La bohemia

Escribo estas líneas desde el aeropuerto en mí teléfono.

Nunca he escrito así. Quiero decir que suelo escribir en ordenador, en la tranquilidad de mi casa, alzando de vez en cuando la vista hacia la ventana.

No sé cómo escribiré a partir de ahora porque soy otra la que regresa.

Hay viajes que nos cambian para siempre y estos días en París han sido un antes y un después, no sólo para mí sino para las personas que más quiero en este mundo.

Salgo de aquí con la impresión de un acontecimiento que ha hecho que todo fuera más bonito que nunca.

Es cierto que ha debido de influir también el tiempo.

Anoche paseamos en manga corta por Montmartre tras cenar en el restaurante más antiguo del barrio, “Le bon bock”, caracoles, sopa de cebolla y tatín templado de manzana con helado de vainilla, para finalizar con un poquito de absenta, de la que tomaban los bohemios, en los que también nos convertimos un poco desde anoche, aunque rebajáramos su verdor con agua helada y azúcar.

Conversamos sobre la austeridad que empieza a practicar un movimiento americano y que en Francia se pone de manifiesto en esa hermosa costumbre de ofrecer una garrafa de agua del grifo, que es la versión larga del clásico “un vaso de agua por favor” que hemos perdido.

Nunca me he ocupado directamente de estos asuntos. Quiero decir que hasta ahora me he preocupado sólo de hacer ver la belleza de la Naturaleza, pero ahora siento la imperiosa necesidad de que el mundo sea limpio y puro y verdadero, porque no lo quiero para mí sino para quien más quiero, y me enfado si para comer en el desayuno un trozo de queso, me encuentro una diminuta porción envuelta en plástico que ni siquiera soy capaz de abrir a la primera.
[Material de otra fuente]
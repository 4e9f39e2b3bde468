//! Reference/Cycle Analyzer (spec.md §4.7): finds cyclic dependencies
//! among `components.schemas`, chooses which participants must be boxed
//! (`Boxed<T>`/`indirect enum`) to make the cycle representable, and
//! assigns every schema a topological "layer" (longest path from a leaf)
//! that the Sharding Planner uses to keep generated files acyclic.

use std::collections::{HashMap, HashSet};

use petgraph::algo::tarjan_scc;
use petgraph::graph::{DiGraph, NodeIndex};
use petgraph::visit::EdgeRef;

use crate::document::{AdditionalProperties, OrderedMap, Schema};
use crate::error::{Error, Result};

/// Direct (non-transitive) `$ref` edges among `components.schemas`, plus
/// the boxing/layering decisions computed from them.
#[derive(Debug, Default)]
pub struct CycleAnalysis {
    /// Schema names that must render their cyclic reference through
    /// `Boxed<T>` (or `indirect case`) rather than an inline value.
    pub boxed: HashSet<String>,
    /// `name -> layer`, where layer 0 has no remaining (post-boxing)
    /// outgoing references and layer N depends on at least one layer
    /// N-1 schema.
    pub layers: HashMap<String, u32>,
}

impl CycleAnalysis {
    pub fn is_boxed(&self, name: &str) -> bool {
        self.boxed.contains(name)
    }

    pub fn layer_of(&self, name: &str) -> u32 {
        self.layers.get(name).copied().unwrap_or(0)
    }

    pub fn max_layer(&self) -> u32 {
        self.layers.values().copied().max().unwrap_or(0)
    }
}

/// A schema becomes a nominal Swift declaration (struct/enum) that can
/// carry an explicit box point. Type aliases, scalars, and bare
/// references have no such point — a cycle made up entirely of these
/// cannot be broken by boxing.
fn is_boxable(schema: &Schema) -> bool {
    matches!(schema, Schema::Object { .. } | Schema::OneOf { .. })
}

fn direct_refs(schema: &Schema, out: &mut Vec<String>) {
    match schema {
        Schema::Reference(reference) => {
            if let Some(name) = reference.strip_prefix("#/components/schemas/") {
                out.push(name.to_string());
            }
        }
        Schema::Array { items: Some(items) } => direct_refs(items, out),
        Schema::Object {
            properties,
            additional_properties,
            ..
        } => {
            for (_, prop) in properties.iter() {
                direct_refs(prop, out);
            }
            if let AdditionalProperties::Schema(inner) = additional_properties {
                direct_refs(inner, out);
            }
        }
        Schema::AllOf(members) | Schema::AnyOf(members) => {
            for member in members {
                direct_refs(member, out);
            }
        }
        Schema::OneOf { variants, .. } => {
            for variant in variants {
                direct_refs(variant, out);
            }
        }
        Schema::Not(inner) => direct_refs(inner, out),
        Schema::Array { items: None }
        | Schema::Fragment
        | Schema::Null
        | Schema::Boolean
        | Schema::Integer { .. }
        | Schema::Number { .. }
        | Schema::String { .. } => {}
    }
}

/// Analyze `schemas`, raising [`Error::UnrecoverableCycle`] if any cycle
/// has no boxable participant.
pub fn analyze(schemas: &OrderedMap<Schema>) -> Result<CycleAnalysis> {
    let names: Vec<&str> = schemas.keys().collect();
    let mut index = HashMap::new();
    let mut graph: DiGraph<String, ()> = DiGraph::new();
    for name in &names {
        let idx = graph.add_node((*name).to_string());
        index.insert((*name).to_string(), idx);
    }
    for name in &names {
        let Some(schema) = schemas.get(name) else { continue };
        let mut refs = Vec::new();
        direct_refs(schema, &mut refs);
        let from = index[*name];
        for target in refs {
            if let Some(&to) = index.get(&target) {
                graph.add_edge(from, to, ());
            }
        }
    }

    let boxed = resolve_cycles(schemas, &graph, &index)?;

    // Recompute the graph with boxed nodes' outgoing edges removed: boxing
    // replaces an inline value with an indirection, so it no longer forces
    // the referenced type to be fully defined first.
    let mut acyclic: DiGraph<String, ()> = DiGraph::new();
    let mut acyclic_index = HashMap::new();
    for name in &names {
        acyclic_index.insert((*name).to_string(), acyclic.add_node((*name).to_string()));
    }
    for name in &names {
        if boxed.contains(*name) {
            continue;
        }
        let Some(schema) = schemas.get(name) else { continue };
        let mut refs = Vec::new();
        direct_refs(schema, &mut refs);
        let from = acyclic_index[*name];
        for target in refs {
            if let Some(&to) = acyclic_index.get(&target) {
                acyclic.add_edge(from, to, ());
            }
        }
    }

    let layers = longest_path_layers(&acyclic, &acyclic_index, &names);

    Ok(CycleAnalysis { boxed, layers })
}

/// Greedily compute a feedback vertex set per nontrivial SCC, preferring
/// boxable nodes and breaking ties alphabetically for determinism.
fn resolve_cycles(
    schemas: &OrderedMap<Schema>,
    graph: &DiGraph<String, ()>,
    index: &HashMap<String, NodeIndex>,
) -> Result<HashSet<String>> {
    let mut boxed = HashSet::new();

    loop {
        let sccs = tarjan_scc(graph);
        let mut progressed = false;

        for scc in &sccs {
            let has_internal_cycle = scc.len() > 1
                || scc
                    .iter()
                    .any(|&n| graph.find_edge(n, n).is_some());
            if !has_internal_cycle {
                continue;
            }

            let mut members: Vec<&str> = scc
                .iter()
                .map(|&n| graph.node_weight(n).unwrap().as_str())
                .filter(|name| !boxed.contains(*name))
                .collect();
            members.sort_unstable();

            let candidate = members
                .iter()
                .find(|name| schemas.get(**name).is_some_and(is_boxable));

            match candidate {
                Some(name) => {
                    boxed.insert((*name).to_string());
                    progressed = true;
                }
                None if members.is_empty() => {
                    // Already fully boxed from a previous pass.
                }
                None => {
                    return Err(Error::UnrecoverableCycle {
                        members: members.into_iter().map(str::to_string).collect(),
                    });
                }
            }
        }

        if !progressed {
            break;
        }

        // Boxing one node can still leave the rest of a large SCC cyclic
        // (e.g. a three-member cycle where only the first boxed member's
        // back-edge was removed); re-check with that node's outgoing
        // edges dropped before deciding the SCC is fully resolved.
        let remaining_cyclic = {
            let mut pruned = graph.clone();
            for name in &boxed {
                if let Some(&idx) = index.get(name) {
                    let outgoing: Vec<_> = pruned
                        .edges(idx)
                        .map(|e| e.id())
                        .collect();
                    for edge in outgoing {
                        pruned.remove_edge(edge);
                    }
                }
            }
            tarjan_scc(&pruned)
                .into_iter()
                .any(|scc| scc.len() > 1 || scc.iter().any(|&n| pruned.find_edge(n, n).is_some()))
        };

        if !remaining_cyclic {
            break;
        }
    }

    Ok(boxed)
}

fn longest_path_layers(
    graph: &DiGraph<String, ()>,
    index: &HashMap<String, NodeIndex>,
    names: &[&str],
) -> HashMap<String, u32> {
    let mut layers = HashMap::new();
    let mut visiting = HashSet::new();

    fn layer_of(
        node: NodeIndex,
        graph: &DiGraph<String, ()>,
        layers: &mut HashMap<String, u32>,
        visiting: &mut HashSet<NodeIndex>,
    ) -> u32 {
        let name = graph.node_weight(node).unwrap().clone();
        if let Some(&l) = layers.get(&name) {
            return l;
        }
        if !visiting.insert(node) {
            // Defensive: the caller only feeds in an already-acyclic
            // graph, but guard against a stray cycle rather than
            // recursing forever.
            return 0;
        }

        let max_dep = graph
            .neighbors(node)
            .map(|dep| layer_of(dep, graph, layers, visiting))
            .max();
        let layer = max_dep.map_or(0, |m| m + 1);

        visiting.remove(&node);
        layers.insert(name, layer);
        layer
    }

    for name in names {
        if let Some(&idx) = index.get(*name) {
            layer_of(idx, graph, &mut layers, &mut visiting);
        }
    }

    layers
}
/// Canonical HTTP status → `Output` case name. Falls back to `status<N>`
/// for codes with no conventional English name, and `default_` for the
/// catch-all `default` response (`default` alone collides with the Swift
/// keyword).
fn status_case_name(status: &str) -> String {
    match status {
        "100" => "continue_".to_string(),
        "101" => "switchingProtocols".to_string(),
        "200" => "ok".to_string(),
        "201" => "created".to_string(),
        "202" => "accepted".to_string(),
        "204" => "noContent".to_string(),
        "301" => "movedPermanently".to_string(),
        "302" => "found".to_string(),
        "304" => "notModified".to_string(),
        "400" => "badRequest".to_string(),
        "401" => "unauthorized".to_string(),
        "403" => "forbidden".to_string(),
        "404" => "notFound".to_string(),
        "405" => "methodNotAllowed".to_string(),
        "406" => "notAcceptable".to_string(),
        "409" => "conflict".to_string(),
        "410" => "gone".to_string(),
        "415" => "unsupportedMediaType".to_string(),
        "422" => "unprocessableContent".to_string(),
        "429" => "tooManyRequests".to_string(),
        "500" => "internalServerError".to_string(),
        "501" => "notImplemented".to_string(),
        "502" => "badGateway".to_string(),
        "503" => "serviceUnavailable".to_string(),
        "default" => "default_".to_string(),
        other => other
            .parse::<u32>()
            .map_or_else(|_| naming::defensive_name(other), |code| format!("status{code}")),
    }
}

fn capitalize_first(s: &str) -> String {
    let mut chars = s.chars();
    match chars.next() {
        Some(c) => c.to_uppercase().collect::<String>() + chars.as_str(),
        None => String::new(),
    }
}

/// `path`+`simple`+no-explode, `query`+`form` (either explode setting),
/// `header`+`simple`+no-explode (spec.md §4.6); anything else is an
/// `unsupported` warning, though the field is still generated.
fn is_supported_parameter_style(location: ParameterLocation, style: ParameterStyle, explode: bool) -> bool {
    matches!(
        (location, style, explode),
        (ParameterLocation::Path, ParameterStyle::Simple, false)
            | (ParameterLocation::Query, ParameterStyle::Form, true)
            | (ParameterLocation::Query, ParameterStyle::Form, false)
            | (ParameterLocation::Header, ParameterStyle::Simple, false)
    )
}

fn escape_pointer(segment: &str) -> String {
    segment.replace('~', "~0").replace('/', "~1")
}

fn string_usage(name: &str) -> TypeUsage {
    TypeUsage::required(TypeName::new(String::new(), vec![name.to_string()]))
}

/// Everything the Operation Translator produces for one document: the
/// `Operations` namespace declaration, one protocol requirement and one
/// client dispatch method per operation, and one server route
/// registration snippet per operation. The pipeline driver assembles
/// these into `Types.swift`/`Client.swift`/`Server.swift` depending on
/// `Config.mode`.
pub struct OperationGen {
    pub operations_namespace: Declaration,
    pub protocol_requirements: Vec<Declaration>,
    pub client_methods: Vec<Declaration>,
    pub server_registrations: Vec<Expression>,
}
Al mismo tiempo agradezco todos y cada uno de los puestos que este domingo pusieron en la calle de Les Abbesses con cosas que se me antojan ahora tan hermosas como la Naturaleza silvestre.

Se diría que lo único que habían hecho los vendedores era ordenarlas por materias, y así podías comprar botones, cajas artísticas de cerillas, planchas de imprenta con ramas de árboles en relieve, señuelos de madera para pescar, vajillas de loza de juguete, copas de cristal de Bacarrat, zapatos y sombreros usados o vestidos maravillosos de alta costura, colgados de la verja de un jardín, a precio de saldo.

Detesto profundamente ir de compras, pero esto no es comprar sino entrar en un mundo donde todo es posible porque nada se tira, y donde todo vuelve a ser bello al presentarse con gracia de nuevo sobre el mundo.

Arte puro.

Ahora ya en el aeropuerto, ajena a todo el trasiego que sirve de fondo a esta escritura, sé que me voy de Montmartre sin ser la misma, más bohemia que nunca.